On 2014-05-16 19:10, Niall Douglas wrote:
On 16 May 2014 at 17:46, Stephen Kelly wrote:
There is clearly not agreement within Boost that anything should be done at all regarding modularization, before a more 'big bang' break forward, from a reading of the mail from Niall. For the purposes of clarity, I am not a member of Boost. I do not sit on any committees, and have no representation nor standing with the community apart from doing some admin for GSoC. I would say that my opinions on this are so extreme that no one agrees with me, and I expect my presentation at C++ Now tomorrow to not be popular. If /really/ you think that, why do you do that presentation?
This is one of the most intense threads for long. Some thoughts of yours are provocative, sure, but hey, that might lead to a lively discussion at the conference (I'd love to be there). Anyway, have good luck in finding the right words and stirring a discussion!
I have however been doing a lot of canvassing whilst here at C++ Now. The main problems with Boost which are causing its decline are these:
1. Boost isn't sexy any more. As one very highly respected world famous engineer put it - and I won't say who, and I apologise to him for stealing his words without attribution:
"Boost used to be about all the stuff you really wanted in the standard. Now Boost looks like all the stuff that wasn't good enough to get into the standard"

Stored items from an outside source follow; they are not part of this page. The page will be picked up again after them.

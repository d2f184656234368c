//! Bounded walk over redirect rules.

use crate::ActiveGates;
use crate::PreferenceGate;
use crate::rule::RedirectRule;
use crate::rule::RedirectRuleProvider;
use std::collections::HashSet;
use tracing::debug;
use tracing::trace;
use tracing::warn;
use url::Url;

pub const DEFAULT_MAX_CHAIN_STEPS: usize = 20;

/// Why a chain walk stopped.
#[derive(Debug, Clone, Copy, PartialEq, Eq)]
pub enum ChainStop {
    NoMatchingRule,
    GateUnsatisfied(PreferenceGate),
    IterationCapReached,
    AlreadyVisited,
    ProviderUnavailable,
}

impl ChainStop {
    pub fn as_str(self) -> &'static str {
        match self {
            Self::NoMatchingRule => "no_matching_rule",
            Self::GateUnsatisfied(_) => "gate_unsatisfied",
            Self::IterationCapReached => "iteration_cap_reached",
            Self::AlreadyVisited => "already_visited",
            Self::ProviderUnavailable => "provider_unavailable",
        }
    }
}

#[derive(Debug, Clone, PartialEq, Eq)]
pub struct ChainResolution {
    pub terminal: Url,
    /// Every URL advanced to, in order. Empty when the walk never moved.
    pub hops: Vec<Url>,
    pub stop: ChainStop,
}

impl ChainResolution {
    pub fn redirected(&self) -> bool {
        !self.hops.is_empty()
    }
}

/// Walks the rules from `from` for at most `max_steps` hops.
///
/// The walk never fails. Provider errors and the cap stop at the last URL that
/// was reached. A cycle makes the whole chain malformed: the walk reports `from`
/// with no hops, so every URL on a cycle resolves to itself.
///
/// Re-resolving a terminal is a no-op except after `IterationCapReached`, where
/// the next walk picks up from the terminal and advances at most `max_steps`
/// further.
pub fn resolve_redirect_chain<P>(
    from: &Url,
    provider: &P,
    active_gates: &ActiveGates,
    max_steps: usize,
) -> ChainResolution
where
    P: RedirectRuleProvider + ?Sized,
{
    let mut current = from.clone();
    let mut hops = Vec::new();
    let mut visited = HashSet::new();
    visited.insert(from.as_str().to_owned());

    let stop = loop {
        let rules = match provider.rules_matching(&current) {
            Ok(rules) => rules,
            Err(error) => {
                warn!(url = %current, code = error.code, kind = error.kind.as_str(), %error, "redirect rules unavailable");
                break ChainStop::ProviderUnavailable;
            }
        };

        let Some((rule, destination)) = first_applicable(&rules, &current) else {
            break ChainStop::NoMatchingRule;
        };

        if let Some(gate) = rule.unsatisfied_gate(active_gates) {
            trace!(url = %current, gate = gate.as_str(), "redirect gated off");
            break ChainStop::GateUnsatisfied(gate);
        }

        if hops.len() >= max_steps {
            break ChainStop::IterationCapReached;
        }

        if !visited.insert(destination.as_str().to_owned()) {
            debug!(from = %from, revisited = %destination, "redirect cycle, chain ignored");
            return ChainResolution {
                terminal: from.clone(),
                hops: Vec::new(),
                stop: ChainStop::AlreadyVisited,
            };
        }

        trace!(from = %current, to = %destination, step = hops.len() + 1, "redirect hop");
        hops.push(destination.clone());
        current = destination;
    };

    ChainResolution {
        terminal: current,
        hops,
        stop,
    }
}

pub fn resolve_with_rules(
    from: &Url,
    rules: &[RedirectRule],
    active_gates: &ActiveGates,
    max_steps: usize,
) -> ChainResolution {
    resolve_redirect_chain(from, rules, active_gates, max_steps)
}

fn first_applicable<'a>(rules: &'a [RedirectRule], url: &Url) -> Option<(&'a RedirectRule, Url)> {
    rules
        .iter()
        .filter(|rule| rule.matches(url))
        .find_map(|rule| rule.destination(url).map(|destination| (rule, destination)))
}

#[cfg(test)]
mod tests {
    use super::ChainStop;
    use super::resolve_redirect_chain;
    use super::resolve_with_rules;
    use crate::ActiveGates;
    use crate::PreferenceGate;
    use crate::pattern::UrlPattern;
    use crate::rule::RedirectRule;
    use crate::rule::RedirectRuleProvider;
    use crate::rule::RedirectTarget;
    use ns_core::PolicyError;
    use ns_core::PolicyResult;
    use url::Url;

    fn url(input: &str) -> Url {
        match Url::parse(input) {
            Ok(value) => value,
            Err(error) => panic!("{input}: {error}"),
        }
    }

    fn rewrite(from: &str, to: &str) -> RedirectRule {
        let include = match UrlPattern::parse(from) {
            Ok(value) => value,
            Err(error) => panic!("{error}"),
        };
        RedirectRule::new(include, RedirectTarget::Url(url(to)))
    }

    fn gates(active: &[PreferenceGate]) -> ActiveGates {
        active.iter().copied().collect()
    }

    struct FailingProvider;

    impl RedirectRuleProvider for FailingProvider {
        fn rules_matching(&self, _url: &Url) -> PolicyResult<Vec<RedirectRule>> {
            Err(PolicyError::unavailable("debounce.test_offline", "offline"))
        }
    }

    #[test]
    fn gated_rule_advances_only_when_gate_is_active() {
        let rules = vec![
            rewrite("https://amp.example.com/x", "https://example.com/x")
                .with_gate(PreferenceGate::DeAmpEnabled),
        ];
        let from = url("https://amp.example.com/x");

        let active = resolve_with_rules(&from, &rules, &gates(&[PreferenceGate::DeAmpEnabled]), 20);
        assert_eq!(active.terminal, url("https://example.com/x"));
        assert_eq!(active.stop, ChainStop::NoMatchingRule);
        assert!(active.redirected());

        let inactive = resolve_with_rules(&from, &rules, &gates(&[]), 20);
        assert_eq!(inactive.terminal, from);
        assert_eq!(
            inactive.stop,
            ChainStop::GateUnsatisfied(PreferenceGate::DeAmpEnabled)
        );
        assert!(!inactive.redirected());
    }

    #[test]
    fn gate_failure_mid_chain_keeps_current_url() {
        let rules = vec![
            rewrite("https://a.example/", "https://b.example/"),
            rewrite("https://b.example/", "https://c.example/")
                .with_gate(PreferenceGate::DebounceEnabled),
        ];

        let resolution = resolve_with_rules(&url("https://a.example/"), &rules, &gates(&[]), 20);
        assert_eq!(resolution.terminal, url("https://b.example/"));
        assert_eq!(resolution.hops.len(), 1);
    }

    #[test]
    fn cycles_terminate() {
        let rules = vec![
            rewrite("https://a.example/", "https://b.example/"),
            rewrite("https://b.example/", "https://a.example/"),
        ];

        for start in ["https://a.example/", "https://b.example/"] {
            let resolution = resolve_with_rules(&url(start), &rules, &gates(&[]), 20);
            assert_eq!(resolution.terminal, url(start));
            assert!(!resolution.redirected());
            assert_eq!(resolution.stop, ChainStop::AlreadyVisited);
        }
    }

    #[test]
    fn cycle_reached_from_a_tail_keeps_the_start() {
        let rules = vec![
            rewrite("https://t.example/", "https://a.example/"),
            rewrite("https://a.example/", "https://b.example/"),
            rewrite("https://b.example/", "https://a.example/"),
        ];
        let from = url("https://t.example/");

        let first = resolve_with_rules(&from, &rules, &gates(&[]), 20);
        let second = resolve_with_rules(&first.terminal, &rules, &gates(&[]), 20);
        assert_eq!(first.terminal, from);
        assert_eq!(second.terminal, first.terminal);
        assert!(!second.redirected());
    }

    #[test]
    fn cap_stops_at_last_valid_url() {
        let rules: Vec<_> = (0..10)
            .map(|step| {
                rewrite(
                    &format!("https://hop{step}.example/"),
                    &format!("https://hop{}.example/", step + 1),
                )
            })
            .collect();

        let resolution = resolve_with_rules(&url("https://hop0.example/"), &rules, &gates(&[]), 3);
        assert_eq!(resolution.terminal, url("https://hop3.example/"));
        assert_eq!(resolution.hops.len(), 3);
        assert_eq!(resolution.stop, ChainStop::IterationCapReached);
    }

    #[test]
    fn capped_walk_resumes_from_its_terminal() {
        let rules: Vec<_> = (0..5)
            .map(|step| {
                rewrite(
                    &format!("https://hop{step}.example/"),
                    &format!("https://hop{}.example/", step + 1),
                )
            })
            .collect();
        let active = gates(&[]);

        let first = resolve_with_rules(&url("https://hop0.example/"), &rules, &active, 3);
        assert_eq!(first.stop, ChainStop::IterationCapReached);

        let second = resolve_with_rules(&first.terminal, &rules, &active, 3);
        assert_eq!(second.terminal, url("https://hop5.example/"));
        assert_eq!(second.stop, ChainStop::NoMatchingRule);

        let third = resolve_with_rules(&second.terminal, &rules, &active, 3);
        assert_eq!(third.terminal, second.terminal);
        assert!(!third.redirected());
    }

    #[test]
    fn resolving_the_terminal_again_is_a_no_op() {
        let rules = vec![
            rewrite("https://a.example/", "https://b.example/"),
            rewrite("https://b.example/", "https://c.example/")
                .with_gate(PreferenceGate::DeAmpEnabled),
            rewrite("https://c.example/", "https://d.example/")
                .with_gate(PreferenceGate::DebounceEnabled),
        ];
        let active = gates(&[PreferenceGate::DeAmpEnabled]);

        let first = resolve_with_rules(&url("https://a.example/"), &rules, &active, 20);
        let second = resolve_with_rules(&first.terminal, &rules, &active, 20);
        assert_eq!(first.terminal, url("https://c.example/"));
        assert_eq!(second.terminal, first.terminal);
        assert!(!second.redirected());
    }

    #[test]
    fn provider_failure_keeps_the_original_url() {
        let from = url("https://a.example/");
        let resolution = resolve_redirect_chain(&from, &FailingProvider, &gates(&[]), 20);
        assert_eq!(resolution.terminal, from);
        assert_eq!(resolution.stop, ChainStop::ProviderUnavailable);
    }
}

I disagree. The libraries which made it into the standard are the ones which were most in demand like range based for, smart pointers, thread and regex. And sure, there are some libraries which will probably never make it into the standard, and sure, not all are of the same quality, but there are quite a few extraordinary ones, too! Metrics for code and documentation quality as well as responsiveness of the author would certainly help to filter out the sub-par ones over time.
2. Everyone recognises there are serious problems with process, everything from how you were treated Stephen when you tried cleaning out cruft and only really Dave supported you, right through to the fact that peer review simply doesn't work any more. The Boost community has become quite selfish in recent years, as you would
Selfish? That's the wrong word, I'd say. But there are quite a few people involved. It takes some time to make them move into a new direction.
expect from those with a vested interest in the status quo before evolution. And for the record, I have no problem with those vested interests keeping their existing Boost, but I personally want as far away from C++ 03 as soon as is possible. Throwing support for C++03 overboard is a huge change in direction. I would really love to see that change, but it will take some time.
And there is movement in that direction. Louis Dionne is working hard on mpl11, Eric Niebler has ported (or is porting?) proto to C++11. These are important steps towards a C++11 version of boost 2.0.
3. All the interesting new C++ 11 libraries you find around the internet have zero interest in trying to join Boost, with a very few honorable exceptions. That speaks volumes, to me at least.
There were always many more C++ libraries outside of boost than inside.
Which suggests to me a need for a new Boost which attempts to apply the benefits of hindsight to what we learned with Boost v1. Now, it is extremely clear from this conference there is little appetite for that, but I think later on this year we're going to have three C++11 libraries in the queue, and if things have not very significantly progressed in any of the three items above, I think that time will be right time to fork. And here is what I think should be in a fork of Boost:
1. Minimum required compiler feature set will be VS2014's. No use of Boost STL permitted where the C++ 11 STL provides a feature.
Personally I would say C++14 with Concepts Lite should be the platform to use. Starting with C++11 is going to be outdated in the near future, I guess. Otherwise: +1
2. cmake instead of Boost.Build.
+1
3. Eliminate peer review in favour of a suite of automated libclang based AST analysers. Instead of persuading people to review libraries, persuade them to review and improve the AST analysers.
That sounds pretty weird. How could such an analysis say if (for instance) Boost.Spirit is well written and worthy of Boost??
4. Mandatory cross platform per-commit CI with unit testing exceeding 95% coverage. We don't care what unit test library is used so long as it can output results Jenkins can understand.
+1
5. Mandatory all green thread, memory, UB sanitisers and clean valgrind. All also tested per-commit.
?
6. Mandatory CI testing for exception safety. I am hoping a clang rewriter can basically patch all exception throws and have them randomly throw for testing.
Nice idea!
9. There is no longer an "in" or an "out" for distribution. I'm thinking of a scorecard page where member libraries are ranked by how high quality they are according to all the automated review, so when I say "mandatory" above, I simply mean they don't get to appear on the main downloads page without that precondition. All submitted libraries do appear though, just ranked very low if their quality is low. I would hope all this is generated from a database and requires very little human input. +1 for the general idea
10. BoostBook documentation using the Boost look and feel becomes mandatory. I've had enough with library authors thinking they can improve on BoostBook's output with things like using Comic Sans as the font or weird colour schemes throughout. +1 Thoughts? Keep on stirring. Personally, I believe that you will receive more support for that idea than you seem to expect.